Inhibition of epigenetic and cell cycle-related targets in glioblastoma cell lines: onametostat reduces proliferation and viability in both normoxic and hypoxic conditions

The choice of targeted therapies for treatment of glioblastoma patients is currently limited, and most glioblastoma patients die from the disease recurrence. Thus, systematic studies in simplified model systems are required to pinpoint the choice of targets for further exploration in clinical settings. Here, we report screening of 5 compounds targeting epigenetic writers or erasers and 6 compounds targeting cell cycle-regulating protein kinases against 3 glioblastoma cell lines following incubation under normoxic or hypoxic conditions.
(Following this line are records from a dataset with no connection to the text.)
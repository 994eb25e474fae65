//! `SubmissionPool`: submissions waiting for a reviewer.
//!
//! # Fairness
//!
//! The pool is an insertion-ordered set.  [`retrieve`][SubmissionPool::retrieve]
//! scans from the front, so among the submissions a learner is allowed to
//! review the one that has waited longest is always handed out first.  A
//! submission that still needs reviewers after a review goes back in at the
//! *back*, behind everything that was waiting meanwhile.
//!
//! # Claims
//!
//! Retrieval removes the id in the same `&mut self` call, so a submission is
//! held by at most one reviewer at a time and nobody else can claim it until
//! it is resubmitted.

use indexmap::IndexSet;
use pr_core::{LearnerId, ReviewConfig, SubmissionId};
use tracing::trace;

use crate::{ReviewError, ReviewResult, SubmissionStore};

#[derive(Default)]
pub struct SubmissionPool {
    waiting: IndexSet<SubmissionId>,
}

impl SubmissionPool {
    pub fn new() -> Self {
        Self::default()
    }

    /// Put a freshly handed-in submission up for review.
    pub fn submit(
        &mut self,
        id:    SubmissionId,
        store: &SubmissionStore,
        cfg:   &ReviewConfig,
    ) -> ReviewResult<()> {
        self.insert(id, store, cfg)?;
        trace!(submission = id.0, waiting = self.waiting.len(), "submitted to pool");
        Ok(())
    }

    /// Return a submission that was handed out, reviewed, and still needs
    /// more reviewers.  It joins the back of the queue.
    pub fn resubmit(
        &mut self,
        id:    SubmissionId,
        store: &SubmissionStore,
        cfg:   &ReviewConfig,
    ) -> ReviewResult<()> {
        self.insert(id, store, cfg)?;
        trace!(submission = id.0, waiting = self.waiting.len(), "resubmitted to pool");
        Ok(())
    }

    /// Claim the longest-waiting submission `requester` may review: not
    /// their own and not one they already reviewed.  `None` when nothing
    /// qualifies.
    pub fn retrieve(
        &mut self,
        requester: LearnerId,
        store:     &SubmissionStore,
    ) -> Option<SubmissionId> {
        let position = self.waiting.iter().position(|&id| {
            store
                .get(id)
                .is_ok_and(|s| s.owner != requester && !s.reviewed_by(requester))
        })?;
        let id = self.waiting.shift_remove_index(position)?;
        trace!(submission = id.0, learner = requester.0, "retrieved from pool");
        Some(id)
    }

    pub fn contains(&self, id: SubmissionId) -> bool {
        self.waiting.contains(&id)
    }

    pub fn len(&self) -> usize {
        self.waiting.len()
    }

    pub fn is_empty(&self) -> bool {
        self.waiting.is_empty()
    }

    /// Waiting submissions, longest-waiting first.
    pub fn iter(&self) -> impl Iterator<Item = SubmissionId> + '_ {
        self.waiting.iter().copied()
    }

    fn insert(
        &mut self,
        id:    SubmissionId,
        store: &SubmissionStore,
        cfg:   &ReviewConfig,
    ) -> ReviewResult<()> {
        let submission = store.get(id)?;
        if !submission.is_reviewable(cfg) {
            return Err(ReviewError::NotReviewable {
                submission: id,
                reviews:    submission.review_count(),
                required:   cfg.reviews_per_submission,
            });
        }
        if !self.waiting.insert(id) {
            return Err(ReviewError::AlreadyPooled(id));
        }
        Ok(())
    }
}
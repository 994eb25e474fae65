//! Fluent builder for constructing a [`Sim`].

use std::collections::HashSet;

use pr_core::SimConfig;
use pr_learner::{Learner, LearnerProfile};
use pr_review::{SubmissionPool, SubmissionStore};
use tracing::debug;

use crate::{Sim, SimError, SimResult};

/// Fluent builder for [`Sim`].
///
/// # Required inputs
///
/// - [`SimConfig`]: total ticks, review constants, summary interval
/// - `Vec<LearnerProfile>`: from the input parser or
///   [`pr_learner::PopulationBuilder`], in any order
///
/// # Optional inputs
///
/// | Method                   | Default                          |
/// |--------------------------|----------------------------------|
/// | `.summary_interval(n)`   | `config.summary_interval_ticks`  |
///
/// # Example
///
/// ```rust,ignore
/// let profiles = PopulationBuilder::new(n, seed).build()?;
/// let mut sim = SimBuilder::new(config, profiles)
///     .summary_interval(100)
///     .build()?;
/// sim.run(&mut NoopObserver)?;
/// ```
pub struct SimBuilder {
    config:   SimConfig,
    profiles: Vec<LearnerProfile>,
}

impl SimBuilder {
    pub fn new(config: SimConfig, profiles: Vec<LearnerProfile>) -> Self {
        Self { config, profiles }
    }

    /// Emit a [`TickSummary`][crate::TickSummary] every `ticks` ticks
    /// (0 disables).
    pub fn summary_interval(mut self, ticks: u64) -> Self {
        self.config.summary_interval_ticks = ticks;
        self
    }

    /// Validate inputs, order the learners by id, and return a ready-to-run
    /// [`Sim`].
    pub fn build(self) -> SimResult<Sim> {
        self.config
            .review
            .validate()
            .map_err(|e| SimError::Config(e.to_string()))?;

        // ── Learner ids must be unique ────────────────────────────────────
        let mut seen = HashSet::with_capacity(self.profiles.len());
        for p in &self.profiles {
            if !seen.insert(p.id) {
                return Err(SimError::DuplicateLearner(p.id));
            }
        }

        // ── Visitation order is ascending id ──────────────────────────────
        let mut profiles = self.profiles;
        profiles.sort_unstable_by_key(|p| p.id);
        let learners: Vec<Learner> = profiles.into_iter().map(Learner::new).collect();

        debug!(
            learners = learners.len(),
            total_ticks = self.config.total_ticks,
            "simulation built"
        );

        Ok(Sim {
            clock:       self.config.make_clock(),
            config:      self.config,
            learners,
            submissions: SubmissionStore::new(),
            pool:        SubmissionPool::new(),
        })
    }
}
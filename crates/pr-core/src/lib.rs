//! `pr-core`: foundational types for the `rust_pra` peer-review simulator.
//!
//! This crate is a dependency of every other `pr-*` crate.  It has no `pr-*`
//! dependencies and minimal external ones (only `rand` and `thiserror`, plus
//! optional `serde`).
//!
//! # What lives here
//!
//! | Module     | Contents                                               |
//! |------------|--------------------------------------------------------|
//! | [`ids`]    | `LearnerId`, `SubmissionId`                            |
//! | [`time`]   | `Tick`, `SimClock`                                     |
//! | [`config`] | `ReviewConfig`, `SimConfig`                            |
//! | [`rng`]    | `LearnerRng` (seeded per learner)                      |
//! | [`error`]  | `PrError`, `PrResult`                                  |
//!
//! # Feature flags
//!
//! | Flag    | Effect                                                     |
//! |---------|------------------------------------------------------------|
//! | `serde` | Adds `Serialize`/`Deserialize` to all public types.        |

pub mod config;
pub mod error;
pub mod ids;
pub mod rng;
pub mod time;

#[cfg(test)]
mod tests;

// ── Re-exports ────────────────────────────────────────────────────────────────

pub use config::{ReviewConfig, SimConfig};
pub use error::{PrError, PrResult};
pub use ids::{LearnerId, SubmissionId};
pub use rng::LearnerRng;
pub use time::{SimClock, Tick};
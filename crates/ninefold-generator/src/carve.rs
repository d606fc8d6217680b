//! Full-grid generation and cell carving.

use log::debug;
use ninefold_core::{Cell, FixedMask, Grid};
use ninefold_solver as solver;
use rand::{Rng, seq::SliceRandom as _};

/// Produces a random complete solution grid.
#[must_use]
pub fn generate_full_grid<R: Rng + ?Sized>(rng: &mut R) -> Grid {
    let mut grid = Grid::new();
    let filled = solver::fill_randomized(&mut grid, rng);
    debug_assert!(filled, "an empty grid always has a completion");
    grid
}

/// Carves up to `target_empties` cells out of a full solution.
///
/// Cells are visited in an order shuffled by `rng`. With `ensure_unique` set,
/// a removal that would leave more than one solution is undone and the cell
/// keeps its digit, so the final puzzle may hold fewer empty cells than
/// requested. Cells already empty in `solution` are skipped and do not count
/// toward the target.
///
/// Returns the puzzle and the mask of its givens.
#[must_use]
pub fn carve<R: Rng + ?Sized>(
    solution: &Grid,
    target_empties: u8,
    ensure_unique: bool,
    rng: &mut R,
) -> (Grid, FixedMask) {
    let mut puzzle = solution.clone();
    let mut order = Cell::ALL;
    order.shuffle(rng);

    let mut emptied: u8 = 0;
    let mut rejected: u32 = 0;
    for cell in order {
        if emptied >= target_empties {
            break;
        }
        let digit = puzzle.get(cell);
        if digit == 0 {
            continue;
        }
        puzzle.set(cell, 0);
        if ensure_unique && !solver::has_unique_solution(&puzzle) {
            puzzle.set(cell, digit);
            rejected += 1;
            continue;
        }
        emptied += 1;
    }
    debug!("carved {emptied} of {target_empties} cells ({rejected} removals rejected)");

    let fixed = FixedMask::of_givens(&puzzle);
    (puzzle, fixed)
}

#[cfg(test)]
mod tests {
    use rand::SeedableRng as _;
    use rand_pcg::Pcg64;

    use super::*;

    fn full_grid(seed: u64) -> Grid {
        generate_full_grid(&mut Pcg64::seed_from_u64(seed))
    }

    #[test]
    fn test_generate_full_grid_is_solved_and_seeded() {
        let first = full_grid(1);
        assert!(first.is_solved());
        assert_eq!(first, full_grid(1));
        assert_ne!(first, full_grid(2));
    }

    #[test]
    fn test_carve_keeps_a_unique_puzzle() {
        let solution = full_grid(3);
        let (puzzle, fixed) = carve(&solution, 45, true, &mut Pcg64::seed_from_u64(4));

        let empties = puzzle.empty_count();
        assert!(empties >= 1);
        assert!(empties <= 45);
        assert!(solver::has_unique_solution(&puzzle));

        let mut completed = puzzle.clone();
        assert!(solver::solve(&mut completed));
        assert_eq!(completed, solution);

        for cell in Cell::ALL {
            let digit = puzzle.get(cell);
            if digit != 0 {
                assert_eq!(digit, solution.get(cell));
            }
            assert_eq!(fixed.is_fixed(cell), digit != 0);
        }
    }

    #[test]
    fn test_carve_target_zero_leaves_solution_intact() {
        let solution = full_grid(5);
        let (puzzle, fixed) = carve(&solution, 0, true, &mut Pcg64::seed_from_u64(6));
        assert_eq!(puzzle, solution);
        assert_eq!(fixed.given_count(), 81);
    }

    #[test]
    fn test_carve_without_uniqueness_check_empties_everything() {
        let solution = full_grid(7);
        let (puzzle, fixed) = carve(&solution, 81, false, &mut Pcg64::seed_from_u64(8));
        assert_eq!(puzzle.empty_count(), 81);
        assert_eq!(fixed.given_count(), 0);
    }
}
//! Rows, columns, and blocks.

use std::fmt::{self, Display};

use crate::Cell;

/// A sudoku house (row, column, or 3×3 block).
///
/// Every digit appears exactly once per house in a solved grid. Houses are
/// scanned in the order of [`House::ALL`] when a grid is checked for
/// duplicates.
#[derive(Debug, Clone, Copy, PartialEq, Eq)]
pub enum House {
    /// A row identified by its index (0-8, top to bottom).
    Row {
        /// Row index (0-8).
        index: u8,
    },
    /// A column identified by its index (0-8, left to right).
    Column {
        /// Column index (0-8).
        index: u8,
    },
    /// A 3×3 block identified by its index (0-8, left to right, top to
    /// bottom).
    Block {
        /// Block index (0-8).
        index: u8,
    },
}

impl House {
    /// Array containing all houses in row, column, block order.
    pub const ALL: [Self; 27] = {
        let mut all = [Self::Row { index: 0 }; 27];
        let mut i = 0;
        #[expect(clippy::cast_possible_truncation)]
        while i < 9 {
            all[i] = Self::Row { index: i as u8 };
            all[i + 9] = Self::Column { index: i as u8 };
            all[i + 18] = Self::Block { index: i as u8 };
            i += 1;
        }
        all
    };

    /// Converts a cell index within the house (0-8) into a board [`Cell`].
    ///
    /// # Panics
    ///
    /// Panics if `i` is not in the range 0-8.
    #[must_use]
    pub fn cell_at(self, i: u8) -> Cell {
        assert!(i < 9);
        match self {
            House::Row { index } => Cell::new(index, i),
            House::Column { index } => Cell::new(i, index),
            House::Block { index } => Cell::from_block(index, i),
        }
    }

    /// Returns the nine cells of this house in order.
    #[must_use]
    pub fn cells(self) -> [Cell; 9] {
        std::array::from_fn(|i| {
            #[expect(clippy::cast_possible_truncation)]
            let i = i as u8;
            self.cell_at(i)
        })
    }
}

impl Display for House {
    fn fmt(&self, f: &mut fmt::Formatter<'_>) -> fmt::Result {
        match self {
            House::Row { index } => write!(f, "row {}", index + 1),
            House::Column { index } => write!(f, "column {}", index + 1),
            House::Block { index } => write!(f, "block {}", index + 1),
        }
    }
}

#[cfg(test)]
mod tests {
    use super::*;

    #[test]
    fn test_all_order() {
        assert_eq!(House::ALL.len(), 27);
        assert_eq!(House::ALL[0], House::Row { index: 0 });
        assert_eq!(House::ALL[9], House::Column { index: 0 });
        assert_eq!(House::ALL[18], House::Block { index: 0 });
        assert_eq!(House::ALL[26], House::Block { index: 8 });
    }

    #[test]
    fn test_row_cells() {
        let cells = House::Row { index: 3 }.cells();
        for (col, cell) in cells.into_iter().enumerate() {
            assert_eq!(cell, Cell::new(3, u8::try_from(col).unwrap()));
        }
    }

    #[test]
    fn test_column_cells() {
        let cells = House::Column { index: 7 }.cells();
        for (row, cell) in cells.into_iter().enumerate() {
            assert_eq!(cell, Cell::new(u8::try_from(row).unwrap(), 7));
        }
    }

    #[test]
    fn test_block_cells() {
        let cells = House::Block { index: 4 }.cells();
        assert_eq!(cells[0], Cell::new(3, 3));
        assert_eq!(cells[4], Cell::new(4, 4));
        assert_eq!(cells[8], Cell::new(5, 5));
        for cell in cells {
            assert_eq!(cell.block(), 4);
        }
    }

    #[test]
    fn test_display() {
        assert_eq!(House::Row { index: 0 }.to_string(), "row 1");
        assert_eq!(House::Column { index: 4 }.to_string(), "column 5");
        assert_eq!(House::Block { index: 8 }.to_string(), "block 9");
    }
}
The viability assay indicated that PRMT5 inhibitor onametostat was endowed with high potency under both normoxic and hypoxic conditions in both MGMT-positive and MGMT-negative cell lines. In U-251 MG and U-87 MG cells, onametostat also affected the spheroid formation at concentrations lower than the currently used chemotherapeutic drug lomustine. Furthermore, in T98-G cell line, treatment with onametostat led to dramatic changes in the transcriptome profile by inducing the cell cycle arrest, suppressing RNA splicing, and down-regulating several major glioblastoma cell survival pathways. In this way, we confirmed that inhibition of epigenetic targets might represent a viable strategy for glioblastoma treatment even in the case of decreased chemo- and radiation sensitivity, although further studies in clinically more relevant models are required.